I was really flattered and encouraged by the NWChem group at PNNL and so spent much of the time on that way back (plane, taxi) and the weekend hacking a JUMBO parser (/pmr/2011/03/24/extracting-data-from-scientific-calculations-and-experimental-log-files/ ). This is quite different from normal parsers written in C, Perl, Python, Java, etc. as it’s declarative.
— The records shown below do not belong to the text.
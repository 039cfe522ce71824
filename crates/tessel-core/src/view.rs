//! Borrowed strided views over tensor memory.
//!
//! [`StridedView`] and [`StridedViewMut`] pair a [`Layout`] with a borrowed
//! slice. They never own the buffer; the lifetime `'a` ties them to whoever
//! does. Reshape and permute return new views over the same memory, nothing
//! is copied unless a method says so (`to_vec`).
//!
//! # Examples
//!
//! ```
//! use tessel_core::StridedView;
//!
//! let data: Vec<i32> = (0..6).collect();
//! let view = StridedView::contiguous(&data, &[2, 3]).unwrap();
//! let t = view.permute(&[1, 0]).unwrap();
//! assert_eq!(t.shape(), &[3, 2]);
//! assert_eq!(t.to_vec(), vec![0, 3, 1, 4, 2, 5]);
//! ```

use crate::error::{ViewError, ViewResult};
use crate::layout::{Layout, Order};

fn check_bounds(layout: &Layout, len: usize) -> ViewResult<()> {
    match layout.max_offset() {
        Some(max_offset) if max_offset >= len => Err(ViewError::OutOfBounds { max_offset, len }),
        _ => Ok(()),
    }
}

fn contiguous_layout(len: usize, shape: &[usize]) -> ViewResult<Layout> {
    let expected: usize = shape.iter().product();
    if expected != len {
        return Err(ViewError::ElementCountMismatch {
            expected,
            actual: len,
        });
    }
    Ok(Layout::contiguous(shape, Order::RowMajor))
}

/// Read-only strided lens over a borrowed buffer.
#[derive(Debug, Clone)]
pub struct StridedView<'a, T> {
    layout: Layout,
    data: &'a [T],
}

impl<'a, T> StridedView<'a, T> {
    /// Create a view, checking that every reachable offset lies in `data`.
    pub fn new(data: &'a [T], layout: Layout) -> ViewResult<Self> {
        check_bounds(&layout, data.len())?;
        Ok(Self { layout, data })
    }

    /// Row-major view of the whole slice with the given shape.
    pub fn contiguous(data: &'a [T], shape: &[usize]) -> ViewResult<Self> {
        let layout = contiguous_layout(data.len(), shape)?;
        Ok(Self { layout, data })
    }

    pub fn layout(&self) -> &Layout {
        &self.layout
    }

    pub fn shape(&self) -> &[usize] {
        self.layout.shape()
    }

    pub fn strides(&self) -> &[usize] {
        self.layout.strides()
    }

    pub fn rank(&self) -> usize {
        self.layout.rank()
    }

    pub fn len(&self) -> usize {
        self.layout.len()
    }

    pub fn is_empty(&self) -> bool {
        self.layout.is_empty()
    }

    /// The underlying buffer, addressed by flat offset.
    pub fn buffer(&self) -> &'a [T] {
        self.data
    }

    /// Element at a logical index, `None` when out of range.
    pub fn get(&self, index: &[usize]) -> Option<&'a T> {
        let offset = self.layout.checked_offset_of(index).ok()?;
        self.data.get(offset)
    }

    /// Element at a flat buffer offset.
    pub fn read(&self, offset: usize) -> Option<&'a T> {
        self.data.get(offset)
    }

    /// View with axes reordered, see [`Layout::permute`].
    pub fn permute(&self, axes: &[usize]) -> ViewResult<Self> {
        Ok(Self {
            layout: self.layout.permute(axes)?,
            data: self.data,
        })
    }

    /// View under a new shape, `Ok(None)` if not expressible without a copy.
    pub fn reshape(&self, new_shape: &[usize]) -> ViewResult<Option<Self>> {
        Ok(self.layout.reshape(new_shape)?.map(|layout| Self {
            layout,
            data: self.data,
        }))
    }

    /// The viewed elements as one slice, if they are row-major contiguous.
    pub fn as_contiguous_slice(&self) -> Option<&'a [T]> {
        if !self.layout.is_contiguous() {
            return None;
        }
        let start = self.layout.offset();
        self.data.get(start..start + self.layout.len())
    }
}

impl<T: Copy> StridedView<'_, T> {
    /// Copy the elements out in logical row-major order.
    pub fn to_vec(&self) -> Vec<T> {
        if let Some(slice) = self.as_contiguous_slice() {
            return slice.to_vec();
        }
        self.layout.offsets().map(|off| self.data[off]).collect()
    }
}

/// Mutable strided lens over a borrowed buffer.
///
/// Distinct logical indices are expected to address distinct offsets; a
/// layout with zero strides on a non-unit axis would alias writes.
#[derive(Debug)]
pub struct StridedViewMut<'a, T> {
    layout: Layout,
    data: &'a mut [T],
}

impl<'a, T> StridedViewMut<'a, T> {
    /// Create a mutable view, checking that every reachable offset lies in `data`.
    pub fn new(data: &'a mut [T], layout: Layout) -> ViewResult<Self> {
        check_bounds(&layout, data.len())?;
        Ok(Self { layout, data })
    }

    /// Row-major mutable view of the whole slice with the given shape.
    pub fn contiguous(data: &'a mut [T], shape: &[usize]) -> ViewResult<Self> {
        let layout = contiguous_layout(data.len(), shape)?;
        Ok(Self { layout, data })
    }

    pub fn layout(&self) -> &Layout {
        &self.layout
    }

    pub fn shape(&self) -> &[usize] {
        self.layout.shape()
    }

    pub fn strides(&self) -> &[usize] {
        self.layout.strides()
    }

    pub fn rank(&self) -> usize {
        self.layout.rank()
    }

    pub fn len(&self) -> usize {
        self.layout.len()
    }

    pub fn is_empty(&self) -> bool {
        self.layout.is_empty()
    }

    /// Read-only view of the same elements.
    pub fn as_view(&self) -> StridedView<'_, T> {
        StridedView {
            layout: self.layout.clone(),
            data: &*self.data,
        }
    }

    /// Shorter-lived mutable view of the same elements.
    pub fn reborrow(&mut self) -> StridedViewMut<'_, T> {
        StridedViewMut {
            layout: self.layout.clone(),
            data: &mut *self.data,
        }
    }

    /// Underlying buffer, addressed by flat offset.
    pub fn buffer_mut(&mut self) -> &mut [T] {
        &mut *self.data
    }

    pub fn get(&self, index: &[usize]) -> Option<&T> {
        let offset = self.layout.checked_offset_of(index).ok()?;
        self.data.get(offset)
    }

    pub fn get_mut(&mut self, index: &[usize]) -> Option<&mut T> {
        let offset = self.layout.checked_offset_of(index).ok()?;
        self.data.get_mut(offset)
    }

    /// Write `value` at a logical index.
    pub fn set(&mut self, index: &[usize], value: T) -> ViewResult<()> {
        let offset = self.layout.checked_offset_of(index)?;
        self.data[offset] = value;
        Ok(())
    }

    /// Write `value` at a flat buffer offset.
    pub fn write(&mut self, offset: usize, value: T) -> ViewResult<()> {
        let len = self.data.len();
        let slot = self.data.get_mut(offset).ok_or(ViewError::OutOfBounds {
            max_offset: offset,
            len,
        })?;
        *slot = value;
        Ok(())
    }

    /// Mutable view with axes reordered.
    pub fn permuted(&mut self, axes: &[usize]) -> ViewResult<StridedViewMut<'_, T>> {
        let layout = self.layout.permute(axes)?;
        Ok(StridedViewMut {
            layout,
            data: &mut *self.data,
        })
    }

    /// Mutable view under a new shape, `Ok(None)` if not expressible without a copy.
    pub fn reshaped(&mut self, new_shape: &[usize]) -> ViewResult<Option<StridedViewMut<'_, T>>> {
        match self.layout.reshape(new_shape)? {
            Some(layout) => Ok(Some(StridedViewMut {
                layout,
                data: &mut *self.data,
            })),
            None => Ok(None),
        }
    }

    /// Consuming variant of [`permuted`](Self::permuted).
    pub fn into_permuted(self, axes: &[usize]) -> ViewResult<Self> {
        Ok(Self {
            layout: self.layout.permute(axes)?,
            data: self.data,
        })
    }

    /// Consuming variant of [`reshaped`](Self::reshaped); hands the view back
    /// unchanged when the reshape is not expressible.
    pub fn into_reshaped(self, new_shape: &[usize]) -> ViewResult<Result<Self, Self>> {
        match self.layout.reshape(new_shape)? {
            Some(layout) => Ok(Ok(Self {
                layout,
                data: self.data,
            })),
            None => Ok(Err(self)),
        }
    }

    /// The viewed elements as one mutable slice, if row-major contiguous.
    pub fn as_contiguous_slice_mut(&mut self) -> Option<&mut [T]> {
        if !self.layout.is_contiguous() {
            return None;
        }
        let start = self.layout.offset();
        let end = start + self.layout.len();
        self.data.get_mut(start..end)
    }
}

impl<T: Copy> StridedViewMut<'_, T> {
    /// Set every viewed element to `value`.
    pub fn fill(&mut self, value: T) {
        if let Some(slice) = self.as_contiguous_slice_mut() {
            slice.fill(value);
            return;
        }
        for off in self.layout.offsets() {
            self.data[off] = value;
        }
    }

    /// Copy every element of `src` into the same logical position of `self`.
    ///
    /// # Errors
    ///
    /// Returns [`ViewError::ShapeMismatch`] unless both views have the same shape.
    pub fn assign(&mut self, src: &StridedView<'_, T>) -> ViewResult<()> {
        if self.shape() != src.shape() {
            return Err(ViewError::ShapeMismatch {
                left: self.shape().to_vec(),
                right: src.shape().to_vec(),
            });
        }
        let src_data = src.buffer();
        match (self.layout.is_contiguous(), src.as_contiguous_slice()) {
            (true, Some(from)) => {
                let start = self.layout.offset();
                self.data[start..start + from.len()].copy_from_slice(from);
            }
            _ => {
                for (dst, from) in self.layout.offsets().zip(src.layout().offsets()) {
                    self.data[dst] = src_data[from];
                }
            }
        }
        Ok(())
    }
}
There is no need for the parser writer to write a single line of procedural code.
Here’s an example.I want to parse:
Brillouin zone point: 1
weight= 1.000000
k =< 0.000 0.000 0.000> . <b1,b2,b3>
=< 0.000 0.000 0.000>
.. terminated by a blank line ..
Assuming that the phrase “Brillouin zone point:” only occurs in this setting (and there are things I can do if it’s more complicated), I find it with a regular expression:
<template id=”brillouninzp” repeat=”*” pattern=”\s*Brillouin zone point:\s*” endPattern=”\s*”>
This gives the starting regex and ending regex ( \s* means any number of spaces) and the template can be repeated as many times as wanted (*). In the case of NWChem it works very well. Then to parse the 4 lines (records) we use per-line regexes (only active in the current scope (brillouinzp).
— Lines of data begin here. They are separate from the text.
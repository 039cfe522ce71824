//! Performance benchmarks for tessel-kernels
//!
//! Run with: cargo bench -p tessel-kernels
//!
//! Benchmarks cover:
//! - Fast-assign path (no boundaries) in both directions
//! - Padded space-to-batch and cropped batch-to-space (kernel paths)
//! - Sequential vs parallel execution of the copy kernel

use criterion::{black_box, criterion_group, criterion_main, BenchmarkId, Criterion, Throughput};
use tessel_core::DenseND;
use tessel_kernels::*;

fn image(side: usize, channels: usize) -> DenseND<f32> {
    let shape = [4, side, side, channels];
    let len: usize = shape.iter().product();
    DenseND::from_vec((0..len).map(|x| x as f32).collect(), &shape).unwrap()
}

fn bench_fast_assign(c: &mut Criterion) {
    let mut group = c.benchmark_group("fast_assign");

    for &side in [16, 64, 128].iter() {
        let input = image(side, 8);
        let desc = BlockDescriptor::new(2);
        let batch = space_to_batch_dense(&input, &desc).unwrap();
        group.throughput(Throughput::Elements(input.len() as u64));

        group.bench_with_input(
            BenchmarkId::new("space_to_batch", side),
            &side,
            |bencher, _| {
                bencher.iter(|| black_box(space_to_batch_dense(&input, &desc).unwrap()));
            },
        );

        group.bench_with_input(
            BenchmarkId::new("batch_to_space", side),
            &side,
            |bencher, _| {
                bencher.iter(|| black_box(batch_to_space_dense(&batch, &desc).unwrap()));
            },
        );
    }
    group.finish();
}

fn bench_boundaries(c: &mut Criterion) {
    let mut group = c.benchmark_group("boundaries");

    for &side in [16, 64, 128].iter() {
        let input = image(side, 8);
        let desc = BlockDescriptor::new(2).with_uniform(2);
        let batch = space_to_batch_dense(&input, &desc).unwrap();
        group.throughput(Throughput::Elements(batch.len() as u64));

        group.bench_with_input(
            BenchmarkId::new("space_to_batch_padded", side),
            &side,
            |bencher, _| {
                bencher.iter(|| black_box(space_to_batch_dense(&input, &desc).unwrap()));
            },
        );

        group.bench_with_input(
            BenchmarkId::new("batch_to_space_cropped", side),
            &side,
            |bencher, _| {
                bencher.iter(|| black_box(batch_to_space_dense(&batch, &desc).unwrap()));
            },
        );
    }
    group.finish();
}

fn bench_parallel(c: &mut Criterion) {
    let mut group = c.benchmark_group("crop_copy");

    for &side in [64, 256].iter() {
        let input = image(side, 4);
        let out_shape = [4, side - 2, side - 2, 4];
        let mut out = DenseND::<f32>::zeros(&out_shape);
        group.throughput(Throughput::Elements(out.len() as u64));

        for (name, config) in [
            ("sequential", RearrangeConfig::sequential()),
            ("parallel", RearrangeConfig::default().with_min_parallel_len(1)),
        ] {
            group.bench_with_input(BenchmarkId::new(name, side), &side, |bencher, _| {
                bencher.iter(|| {
                    let view = input.strided_view().unwrap();
                    let mut target = out.strided_view_mut().unwrap();
                    crop_copy(&view, &mut target, 1, 1, 1, 1, &config).unwrap();
                });
            });
        }
    }
    group.finish();
}

criterion_group!(benches, bench_fast_assign, bench_boundaries, bench_parallel);
criterion_main!(benches);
<record id=”brill”>\s*Brillouin zone point:{I,n:brill.zone}</record>
<record id=”weight”>\s*weight={F,n:brill.wt}</record>
<record id=”k”>\s*k\s*=<\s*{F,n:brill.h}{F,n:brill.k}{F,n:brill.l}>.*</record>
<record id=”k1″>\s*=<{F,n:brill.h}{F,n:brill.k}{F,n:brill.l}>.*</record>
This extracts the fields into CML elements (cml:scalar in this case) each identified with a unique ID. The {…} are shorthands for regular expressions for Integer, Float, etc. with an associated QName. The format n:foo maps onto a unique URI, with xmlns:n=”http://www.xml-cml.org/dictionary/nwchem“. (This dictionary will shortly exist publicly, but we hope the definitive one will be managed by the NWChem group – they know what the terms mean!)
Every field must have an entry in the NWChem dictionary and so far we have extracted about 200 terms from the example files – I expect this to reach about 3-400). Thus the entry with id=”brill.wt” will describe the floating point number (F) that is the weight of the zone point.
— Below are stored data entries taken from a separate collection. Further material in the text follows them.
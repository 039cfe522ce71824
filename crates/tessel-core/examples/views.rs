//! Example demonstrating zero-copy strided views
//!
//! Run with: cargo run --example views -p tessel-core

use tessel_core::{DenseND, Layout, Order, StridedViewMut};

fn main() -> anyhow::Result<()> {
    println!("=== Strided View Example ===\n");

    // 1. Layout arithmetic
    println!("1. Layout");
    println!("---------");
    let layout = Layout::contiguous(&[2, 3, 4], Order::RowMajor);
    println!("shape {:?}, strides {:?}", layout.shape(), layout.strides());
    let permuted = layout.permute(&[2, 0, 1])?;
    println!(
        "permuted shape {:?}, strides {:?}",
        permuted.shape(),
        permuted.strides()
    );

    // 2. Splits are always views, merges only when strides allow
    println!("\n2. Reshape viability");
    println!("--------------------");
    let split = permuted.reshape(&[2, 2, 2, 3])?;
    println!("split [4] -> [2, 2]: view = {}", split.is_some());
    let merged = permuted.reshape(&[4, 6])?;
    println!("merge [2, 3] -> [6]: view = {}", merged.is_some());

    // 3. Views over an owned tensor
    println!("\n3. Views over DenseND");
    println!("---------------------");
    let tensor = DenseND::from_vec((0..12).collect::<Vec<i32>>(), &[3, 4])?;
    let transposed = tensor.permute(&[1, 0])?;
    let view = transposed.strided_view()?;
    println!("transposed logical order: {:?}", view.to_vec());

    let mut target = vec![0; 12];
    StridedViewMut::contiguous(&mut target, &[4, 3])?.assign(&view)?;
    println!("assigned into contiguous buffer: {:?}", target);

    Ok(())
}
There are tools to extract arrays, matrices and molecules and to transform to CML where necessary (the above will probably be transformed into concise and semantic CML). Finally we terminate the template:
</template>
This declarative approach (inspired by XSLT) has many advantages over the procedural:
- It’s much quicker to write and more concise
- It’s much easier to see what is going on without delving into the code
- There are no IF statements to take care of unexpected or variable chunks of output
- It’s much easier to document (it’s all in XML and can be processed by standard tools)
- It’s easier to create sub-parsers for special cases
- There is no loss of information – unparsed records are reported as such
- It maps easily onto a dictionary structure
- It preserves the implicit hierarchical structure of documents
- It would be possible to generate some templates directly from a corpus of documents
- It provides an excellent input for Avogadro and Jmol
It requires the authors to learn regex, but they would have to do that anyway. Its main limitations are:
- It’s based on lines (records) and does not work well where line ends are simply wrapping whitespace
-
It relies on distinctive phrases (especially alphabetic) – it’s not designed for dense numeric output (though it will work for some)
There’s about 120 templates so far for NWChem and it’s stood up well to new examples. It has parsed files of ca. 1 MByte in a few seconds. (Remember that these files can take days to compute so the time is trivial). So I’m convinced that it works, and scales. I don’t yet know how easy others will find it, but we’ve had good first impressions.
I will keep you in touch. Open Data, Open Source and Open Standards is coming to computational chemistry!